The success from the December movie hit “Star Wars: The Force Awakens” catapulted Disney world Co. to its best quarter in company history, posting record profits and attendance statistics for its theme parks.
And yet, shares of the Burbank, Calif., media giant dropped 3.2 per cent to US$89.40 on Wednesday at 2:30 p.m. ET. In fact, Disney’s stock continues to be fodder for bears since it came close to its 52-week full of November. So far this season, amid volatility in equity markets, its shares have plummeted 16 per cent.

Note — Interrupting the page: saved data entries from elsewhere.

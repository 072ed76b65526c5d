// Copyright 2026 Phillip Cloud
// Licensed under the Apache License, Version 2.0

use anyhow::{Context, Result, anyhow};
use std::sync::Arc;
use std::sync::mpsc::Sender;
use std::thread;
use tracing::debug;
use winlens_app::{
    DataSource, EventDictionary, EventDictionaryCache, FetchError, PageRequest, Query,
    SessionToken, WindowPage,
};
use winlens_tui::{AppRuntime, InternalEvent};

/// Runs backend calls for the terminal UI on worker threads, sharing one
/// dictionary cache across every load.
pub struct SourceRuntime<S> {
    source: Arc<S>,
    cache: Arc<EventDictionaryCache>,
}

impl<S> SourceRuntime<S> {
    pub fn new(source: S) -> Self {
        Self {
            source: Arc::new(source),
            cache: Arc::new(EventDictionaryCache::new()),
        }
    }
}

impl<S> AppRuntime for SourceRuntime<S>
where
    S: DataSource + Send + Sync + 'static,
{
    fn list_queries(&mut self) -> Result<Vec<Query>> {
        self.source.list_queries().context("list queries")
    }

    fn run_query(&mut self, src: Option<&str>, dst: Option<&str>) -> Result<Query> {
        self.source.run_query(src, dst).context("run query")
    }

    fn load_page(&mut self, request: &PageRequest) -> Result<WindowPage, FetchError> {
        self.source
            .fetch_query_windows(&request.query_id, request.offset, request.limit)
    }

    fn load_dictionary(&mut self) -> Result<Arc<EventDictionary>, FetchError> {
        self.cache.get(self.source.as_ref())
    }

    fn spawn_page_load(&mut self, request: PageRequest, tx: Sender<InternalEvent>) -> Result<()> {
        let source = Arc::clone(&self.source);
        let cache = Arc::clone(&self.cache);
        thread::Builder::new()
            .name("winlens-page".to_owned())
            .spawn(move || {
                let page =
                    source.fetch_query_windows(&request.query_id, request.offset, request.limit);
                let dictionary = page.is_ok().then(|| cache.get(source.as_ref()));
                let event = InternalEvent::PageLoaded {
                    token: request.token,
                    page,
                    dictionary,
                };
                if tx.send(event).is_err() {
                    debug!(offset = request.offset, "page result dropped after shutdown");
                }
            })
            .map_err(|error| anyhow!("spawn page loader: {error}"))?;
        Ok(())
    }

    fn spawn_dictionary_load(
        &mut self,
        token: SessionToken,
        tx: Sender<InternalEvent>,
    ) -> Result<()> {
        let source = Arc::clone(&self.source);
        let cache = Arc::clone(&self.cache);
        thread::Builder::new()
            .name("winlens-dictionary".to_owned())
            .spawn(move || {
                let result = cache.get(source.as_ref());
                if tx
                    .send(InternalEvent::DictionaryLoaded { token, result })
                    .is_err()
                {
                    debug!("dictionary result dropped after shutdown");
                }
            })
            .map_err(|error| anyhow!("spawn dictionary loader: {error}"))?;
        Ok(())
    }

    fn spawn_run_query(
        &mut self,
        src: Option<String>,
        dst: Option<String>,
        tx: Sender<InternalEvent>,
    ) -> Result<()> {
        let source = Arc::clone(&self.source);
        thread::Builder::new()
            .name("winlens-query".to_owned())
            .spawn(move || {
                let result = source
                    .run_query(src.as_deref(), dst.as_deref())
                    .map_err(|error| error.to_string());
                if tx.send(InternalEvent::QueryRan(result)).is_err() {
                    debug!("query result dropped after shutdown");
                }
            })
            .map_err(|error| anyhow!("spawn query runner: {error}"))?;
        Ok(())
    }
}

In the quarter, operating income at Disney’s large media networks unit, which includes ESPN, ABC and Disney Channel, contracted six per cent. The company attributed the decline towards the timing of six college football bowl games, which increased programming costs. But investors in U.S. media companies happen to be worried about what shrinking subscriber bases will do to advertising rates, as some viewers forego traditional cable subscriptions in favour of smaller cable packages, online streaming or illegal methods.

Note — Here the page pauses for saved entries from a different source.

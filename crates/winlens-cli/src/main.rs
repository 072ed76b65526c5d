// Copyright 2026 Phillip Cloud
// Licensed under the Apache License, Version 2.0

mod config;
mod logging;
mod runtime;

use anyhow::{Context, Result, anyhow, bail};
use config::Config;
use logging::LogTarget;
use runtime::SourceRuntime;
use std::env;
use std::io::{self, BufWriter, Write};
use std::path::PathBuf;
use tracing::info;
use winlens_app::{
    AppState, DataSource, EventDictionaryCache, QueryDataPaginator, QueryId, QueryStatus,
    VisualBlock, VisualWindow, WindowRenderer,
};

fn main() {
    if let Err(error) = run() {
        eprintln!("{error:#}");
        std::process::exit(1);
    }
}

fn run() -> Result<()> {
    let options = parse_cli_args(env::args().skip(1), Config::default_path()?)?;
    if options.show_help {
        print_help();
        return Ok(());
    }

    if options.print_config_path {
        println!("{}", options.config_path.display());
        return Ok(());
    }

    if options.print_example {
        print!("{}", Config::example_config(&options.config_path));
        return Ok(());
    }

    let target = if options.check_only || options.dump.is_some() {
        LogTarget::Headless
    } else {
        LogTarget::Interactive
    };
    let _log_guard = logging::init(target);

    let config = Config::load(&options.config_path).with_context(|| {
        format!(
            "load config {}; run `winlens --print-example-config` to generate a v1 template",
            options.config_path.display()
        )
    })?;

    let client = winlens_client::Client::new(&config.base_url(), config.timeout()?)
        .with_context(|| {
            format!(
                "invalid [server] config in {}; fix base_url/timeout values or set WINLENS_SERVER_URL",
                options.config_path.display()
            )
        })?;
    if options.check_only {
        client.ping()?;
        println!("backend at {} is reachable", client.base_url());
        return Ok(());
    }

    let paginator =
        QueryDataPaginator::new(config.page_size(), WindowRenderer::new(config.style()));

    if let Some(query_id) = &options.dump {
        let stdout = io::stdout();
        let mut out = BufWriter::new(stdout.lock());
        dump_query(&client, &QueryId::new(query_id.as_str()), paginator, &mut out)?;
        out.flush().context("flush window dump")?;
        return Ok(());
    }

    let mut state = AppState::default();
    let mut runtime = SourceRuntime::new(client);
    winlens_tui::run_app(&mut state, &mut runtime, paginator)
}

/// Loads every page of `query_id` and prints each window as it arrives.
/// Returns the number of windows written.
fn dump_query<S, W>(
    source: &S,
    query_id: &QueryId,
    mut paginator: QueryDataPaginator,
    out: &mut W,
) -> Result<usize>
where
    S: DataSource + ?Sized,
    W: Write,
{
    let query = source
        .list_queries()
        .context("list queries")?
        .into_iter()
        .find(|query| &query.id == query_id)
        .ok_or_else(|| anyhow!("query {query_id} not found; run `winlens` to browse queries"))?;
    if query.status != QueryStatus::Done {
        bail!(
            "query {query_id} is {}; only finished queries have windows",
            query.status.as_str()
        );
    }

    writeln!(
        out,
        "# {} {} ({} rows, {} style)",
        query.id,
        query.describe(),
        query.rows,
        paginator.renderer().strategy().as_str()
    )?;

    let cache = EventDictionaryCache::new();
    paginator.reset(&query);
    let mut written = 0;
    while !paginator.is_exhausted() {
        let offset = paginator.state().offset;
        paginator
            .load_next(source, &cache)
            .with_context(|| format!("load windows of {query_id} at offset {offset}"))?;
        for window in &paginator.windows()[written..] {
            write_window(out, window)?;
        }
        written = paginator.windows().len();
        info!(query = %query_id, written, total = paginator.state().total, "page dumped");
    }
    Ok(written)
}

fn write_window<W: Write>(out: &mut W, window: &VisualWindow) -> io::Result<()> {
    writeln!(out, "{}", window.title())?;
    writeln!(out, "  obs:  {}", block_labels(&window.observation))?;
    writeln!(out, "  pred: {}", block_labels(&window.prediction))
}

fn block_labels(blocks: &[VisualBlock]) -> String {
    if blocks.is_empty() {
        return "-".to_owned();
    }
    blocks
        .iter()
        .map(|block| format!("[{}]", block.label))
        .collect::<Vec<_>>()
        .join(" ")
}

#[derive(Debug, Clone, PartialEq, Eq)]
struct CliOptions {
    config_path: PathBuf,
    print_config_path: bool,
    print_example: bool,
    check_only: bool,
    dump: Option<String>,
    show_help: bool,
}

fn parse_cli_args<I, S>(args: I, default_config_path: PathBuf) -> Result<CliOptions>
where
    I: IntoIterator<Item = S>,
    S: AsRef<str>,
{
    let mut options = CliOptions {
        config_path: default_config_path,
        print_config_path: false,
        print_example: false,
        check_only: false,
        dump: None,
        show_help: false,
    };

    let mut iter = args.into_iter();
    while let Some(arg) = iter.next() {
        match arg.as_ref() {
            "--config" => {
                let value = iter
                    .next()
                    .ok_or_else(|| anyhow!("--config requires a file path"))?;
                options.config_path = PathBuf::from(value.as_ref());
            }
            "--print-config-path" => {
                options.print_config_path = true;
            }
            "--print-example-config" => {
                options.print_example = true;
            }
            "--check" => {
                options.check_only = true;
            }
            "--dump" => {
                let value = iter
                    .next()
                    .ok_or_else(|| anyhow!("--dump requires a query id"))?;
                let value = value.as_ref().trim();
                if value.is_empty() {
                    bail!("--dump requires a query id");
                }
                options.dump = Some(value.to_owned());
            }
            "--help" | "-h" => {
                options.show_help = true;
            }
            unknown => {
                return Err(anyhow!(
                    "unknown argument {unknown:?}; run with --help to see supported options"
                ));
            }
        }
    }

    Ok(options)
}

fn print_help() {
    println!("winlens: browse query result windows from the analysis backend");
    println!("  --config <path>          Use a specific config path");
    println!("  --print-config-path      Print resolved config path");
    println!("  --print-example-config   Print a v1 config template");
    println!("  --check                  Validate config and backend reachability");
    println!("  --dump <query-id>        Print every window of a finished query and exit");
    println!("  --help                   Show this help");
    println!();
    println!("Set WINLENS_LOG=1 to write logs to a file; RUST_LOG sets the level.");
}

Fewer ESPN subscribers implies that the network generates less revenue from affiliate fees, which is the amount a content owner receives in the total price of traditional cable subscriptions. “Until there are more positive data points on ESPN’s affiliate fees,” analysts at BMO Capital Markets wrote, “we expect the multiple to remain under pressure against the backdrop of rising profitability and estimates for the company as a whole.”